EXERCISE DETAILS: Each line from the start of the listing below through the line containing "pub use store::CacheStore;" should be reproduced exactly, with no others.

SUPPLIED RECORDS:
use std::path::Path;
use std::sync::Arc;

use common::{
    last_path_segment, strip_playlist_suffix, AudioFileRecord, Handle, PersistedCache,
    PlaylistRecord, ScanConfiguration, ScanProgress, ScanStats,
};
use parking_lot::{Mutex, RwLock};
use redb::{CommitError, DatabaseError, StorageError, TableError, TransactionError};
use tokio::sync::mpsc::UnboundedSender;
use tokio_util::sync::CancellationToken;
use tracing::{info, warn};

pub mod cache;
pub mod extractor;
pub mod genre;
pub mod index;
pub mod playlist;
pub mod provider;
pub mod queue;
pub mod scanner;
pub mod search;
pub mod store;

pub use cache::{LibraryCache, MAX_CACHE_SIZE, MAX_PLAYLIST_CACHE_SIZE};
pub use extractor::{LoftyExtractor, MetadataExtractor, NoTags};
pub use genre::normalize_genre;
pub use index::{CategoryIndex, Dimension, BUCKET_THRESHOLD};
pub use playlist::{PlaylistError, PlaylistService};
pub use provider::{DocumentEntry, LocalFsProvider, StorageProvider, WriteMode};
pub use queue::{PlayQueue, QueueSource};
pub use scanner::{ScanOptions, TreeScanner};
pub use store::CacheStore;

#[derive(Clone, Copy, Debug, PartialEq, Eq)]
pub enum ColdStart {
    Restored { files: usize, playlists: usize },
    Scanned(ScanStats),
    /// The scan was cancelled; its partial result is cached but not saved.
    Interrupted(ScanStats),
}

#[derive(Clone)]
pub struct MediaLibrary {
    inner: Arc<Inner>,
}

struct Inner {
    cache: LibraryCache,
    index: RwLock<CategoryIndex>,
    scanner: TreeScanner,
    store: CacheStore,
    playlists: PlaylistService,
    root: Mutex<Option<Handle>>,
}

impl MediaLibrary {
    pub fn new(
        provider: Arc<dyn StorageProvider>,
        extractor: Arc<dyn MetadataExtractor>,
        store: CacheStore,
        options: ScanOptions,
    ) -> Self {
        let scanner = TreeScanner::new(Arc::clone(&provider), extractor, options);
        Self {
            inner: Arc::new(Inner {
                cache: LibraryCache::new(MAX_CACHE_SIZE, options.max_playlists),
                index: RwLock::new(CategoryIndex::default()),
                scanner,
                store,
                playlists: PlaylistService::new(provider),
                root: Mutex::new(None),
            }),
        }
    }

    pub fn open_local(store_path: &Path, options: ScanOptions) -> Result<Self, LibraryError> {
        let store = CacheStore::open(store_path)?;
        Ok(Self::new(
            Arc::new(LocalFsProvider::new()),
            Arc::new(LoftyExtractor),
            store,
            options,
        ))
    }

    pub fn cache(&self) -> &LibraryCache {
        &self.inner.cache
    }

    pub fn current_root(&self) -> Option<Handle> {
        self.inner.root.lock().clone()
    }

    pub async fn scan(
        &self,
        root: &Handle,
        max_files: usize,
        progress: Option<&UnboundedSender<ScanProgress>>,
        cancel: &CancellationToken,
    ) -> ScanStats {
        let max_files = max_files.max(1);
        let options = self.inner.scanner.options();
        self.inner.cache.reset(max_files, options.max_playlists);
        *self.inner.root.lock() = Some(root.clone());
        self.inner
            .scanner
            .scan(&self.inner.cache, root, max_files, progress, cancel)
            .await
    }

    pub fn cached_files(&self) -> Vec<AudioFileRecord> {
        self.inner.cache.snapshot_files()
    }

    pub fn discovered_playlists(&self) -> Vec<PlaylistRecord> {
        self.inner.cache.snapshot_playlists()
    }

    pub fn search(&self, query: &str) -> Vec<AudioFileRecord> {
        search::search(&self.inner.cache.snapshot_files(), query)
    }

    pub fn has_indexes(&self) -> bool {
        let generation = self.inner.cache.generation();
        self.inner.index.read().is_current(generation)
    }

    pub fn rebuild_indexes(&self) {
        let (generation, snapshot) = self.inner.cache.snapshot_with_generation();
        let rebuilt = CategoryIndex::build(&snapshot, generation);
        *self.inner.index.write() = rebuilt;
    }

    fn ensure_indexes(&self) {
        if !self.has_indexes() {
            self.rebuild_indexes();
        }
    }

    pub fn labels(&self, dimension: Dimension) -> Vec<String> {
        self.ensure_indexes();
        self.inner.index.read().labels(dimension)
    }

    pub fn songs_for(&self, dimension: Dimension, label: &str) -> Vec<AudioFileRecord> {
        self.ensure_indexes();
        self.inner.index.read().songs_for(dimension, label)
    }

    /// Letter buckets for `dimension`, or `None` when its label list is
    /// short enough to browse directly.
    pub fn label_buckets(&self, dimension: Dimension) -> Option<Vec<String>> {
        let labels = self.labels(dimension);
        if labels.len() > BUCKET_THRESHOLD {
            Some(index::letter_buckets(&labels))
        } else {
            None
        }
    }

    pub fn labels_in_bucket(&self, dimension: Dimension, bucket: &str) -> Vec<String> {
        let labels = self.labels(dimension);
        let matched = index::filter_by_letter(&labels, bucket);
        match dimension {
            Dimension::Decade => index::sort_decades(matched),
            _ => matched,
        }
    }

    pub fn persist(&self, root: &Handle, max_files: usize) -> Result<(), LibraryError> {
        let config = ScanConfiguration::new(root, max_files);
        let files = self.inner.cache.snapshot_files();
        let playlists = self.inner.cache.snapshot_playlists();
        self.inner.store.save(&files, &playlists, &config)?;
        Ok(())
    }

    /// Loads the stored scan for exactly this root and limit and installs it
    /// as the live cache. A mismatch leaves the cache untouched.
    pub fn load_persisted(
        &self,
        root: &Handle,
        max_files: usize,
    ) -> Result<Option<PersistedCache>, LibraryError> {
        let config = ScanConfiguration::new(root, max_files);
        let persisted = match self.inner.store.load(&config)? {
            Some(persisted) => persisted,
            None => return Ok(None),
        };
        self.inner.cache.replace(
            persisted.files.clone(),
            persisted.playlists.clone(),
            config.max_files,
        );
        *self.inner.root.lock() = Some(root.clone());
        info!(
            "Restored {} files and {} playlists for {}",
            persisted.files.len(),
            persisted.playlists.len(),
            root
        );
        Ok(Some(persisted))
    }

    pub async fn restore_or_scan(
        &self,
        root: &Handle,
        max_files: usize,
        progress: Option<&UnboundedSender<ScanProgress>>,
        cancel: &CancellationToken,
    ) -> Result<ColdStart, LibraryError> {
        if let Some(restored) = self.load_persisted(root, max_files)? {
            return Ok(ColdStart::Restored {
                files: restored.files.len(),
                playlists: restored.playlists.len(),
            });
        }
        self.rescan(root, max_files, progress, cancel).await
    }

    pub async fn rescan(
        &self,
        root: &Handle,
        max_files: usize,
        progress: Option<&UnboundedSender<ScanProgress>>,
        cancel: &CancellationToken,
    ) -> Result<ColdStart, LibraryError> {
        let stats = self.scan(root, max_files, progress, cancel).await;
        if stats.cancelled {
            warn!("Scan of {} was cancelled; not saving partial result", root);
            return Ok(ColdStart::Interrupted(stats));
        }
        self.persist(root, max_files)?;
        Ok(ColdStart::Scanned(stats))
    }

    pub fn read_playlist(&self, uri: &str) -> Result<Vec<AudioFileRecord>, PlaylistError> {
        self.inner.playlists.read_playlist(&Handle::new(uri))
    }

    pub fn create_playlist(
        &self,
        name: Option<&str>,
        files: &[AudioFileRecord],
    ) -> Result<PlaylistRecord, PlaylistError> {
        let root = self
            .current_root()
            .ok_or_else(|| PlaylistError::CreateFailed("no music folder selected".to_string()))?;
        let record = match name {
            Some(name) => self
                .inner
                .playlists
                .write_playlist_with_name(&root, files, name)?,
            None => self.inner.playlists.write_playlist(&root, files)?,
        };
        self.inner.cache.add_playlist(record.clone());
        Ok(record)
    }

    pub fn append_to_playlist(
        &self,
        uri: &str,
        files: &[AudioFileRecord],
    ) -> Result<(), PlaylistError> {
        self.inner
            .playlists
            .append_to_playlist(&Handle::new(uri), files)
    }

    pub fn delete_playlist(&self, uri: &str) -> Result<(), PlaylistError> {
        let display_name = self
            .inner
            .cache
            .snapshot_playlists()
            .into_iter()
            .find(|playlist| playlist.uri == uri)
            .map(|playlist| playlist.display_name)
            .or_else(|| last_path_segment(uri).map(String::from));
        let root = self.current_root();
        self.inner
            .playlists
            .delete_playlist(&Handle::new(uri), display_name.as_deref(), root.as_ref())?;
        self.inner.cache.remove_playlist(uri);
        Ok(())
    }

    pub fn build_queue(&self, source: &QueueSource, shuffle: bool) -> Option<PlayQueue> {
        let (name, items) = match source {
            QueueSource::AllSongs => (queue::ALL_SONGS_TITLE.to_string(), self.cached_files()),
            QueueSource::AllPlaylists => {
                let mut items = Vec::new();
                for playlist in self.discovered_playlists() {
                    match self.read_playlist(&playlist.uri) {
                        Ok(mut entries) => items.append(&mut entries),
                        Err(err) => warn!("Skipping playlist {}: {}", playlist.display_name, err),
                    }
                }
                (queue::ALL_PLAYLISTS_TITLE.to_string(), items)
            }
            QueueSource::Playlist(uri) => {
                let items = match self.read_playlist(uri) {
                    Ok(items) => items,
                    Err(err) => {
                        warn!("Could not queue playlist {}: {}", uri, err);
                        return None;
                    }
                };
                (self.playlist_title(uri), items)
            }
            QueueSource::Category(dimension, label) => {
                (label.clone(), self.songs_for(*dimension, label))
            }
        };
        PlayQueue::new(name, items, shuffle)
    }

    fn playlist_title(&self, uri: &str) -> String {
        self.inner
            .cache
            .snapshot_playlists()
            .iter()
            .find(|playlist| playlist.uri == uri)
            .map(|playlist| playlist.title().to_string())
            .or_else(|| last_path_segment(uri).map(|name| strip_playlist_suffix(name).to_string()))
            .unwrap_or_else(|| uri.to_string())
    }
}

#[derive(Debug)]
pub enum LibraryError {
    Io(std::io::Error),
    Redb(redb::Error),
    Bincode(Box<bincode::ErrorKind>),
}

impl std::fmt::Display for LibraryError {
    fn fmt(&self, f: &mut std::fmt::Formatter<'_>) -> std::fmt::Result {
        match self {
            LibraryError::Io(err) => write!(f, "io error: {}", err),
            LibraryError::Redb(err) => write!(f, "db error: {}", err),
            LibraryError::Bincode(err) => write!(f, "bincode error: {}", err),
        }
    }
}

impl std::error::Error for LibraryError {}

impl From<std::io::Error> for LibraryError {
    fn from(err: std::io::Error) -> Self {
        LibraryError::Io(err)
    }
}

impl From<redb::Error> for LibraryError {
    fn from(err: redb::Error) -> Self {
        LibraryError::Redb(err)
    }
}

impl From<DatabaseError> for LibraryError {
    fn from(err: DatabaseError) -> Self {
        LibraryError::Redb(err.into())
    }
}

impl From<TableError> for LibraryError {
    fn from(err: TableError) -> Self {
        LibraryError::Redb(err.into())
    }
}

impl From<TransactionError> for LibraryError {
    fn from(err: TransactionError) -> Self {
        LibraryError::Redb(err.into())
    }
}

impl From<StorageError> for LibraryError {
    fn from(err: StorageError) -> Self {
        LibraryError::Redb(err.into())
    }
}

impl From<CommitError> for LibraryError {
    fn from(err: CommitError) -> Self {
        LibraryError::Redb(err.into())
    }
}

impl From<Box<bincode::ErrorKind>> for LibraryError {
    fn from(err: Box<bincode::ErrorKind>) -> Self {
        LibraryError::Bincode(err)
    }
}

SOLUTION FOR THIS PROBLEM:
use std::path::Path;
use std::sync::Arc;

use common::{
    last_path_segment, strip_playlist_suffix, AudioFileRecord, Handle, PersistedCache,
    PlaylistRecord, ScanConfiguration, ScanProgress, ScanStats,
};
use parking_lot::{Mutex, RwLock};
use redb::{CommitError, DatabaseError, StorageError, TableError, TransactionError};
use tokio::sync::mpsc::UnboundedSender;
use tokio_util::sync::CancellationToken;
use tracing::{info, warn};

pub mod cache;
pub mod extractor;
pub mod genre;
pub mod index;
pub mod playlist;
pub mod provider;
pub mod queue;
pub mod scanner;
pub mod search;
pub mod store;

pub use cache::{LibraryCache, MAX_CACHE_SIZE, MAX_PLAYLIST_CACHE_SIZE};
pub use extractor::{LoftyExtractor, MetadataExtractor, NoTags};
pub use genre::normalize_genre;
pub use index::{CategoryIndex, Dimension, BUCKET_THRESHOLD};
pub use playlist::{PlaylistError, PlaylistService};
pub use provider::{DocumentEntry, LocalFsProvider, StorageProvider, WriteMode};
pub use queue::{PlayQueue, QueueSource};
pub use scanner::{ScanOptions, TreeScanner};
pub use store::CacheStore;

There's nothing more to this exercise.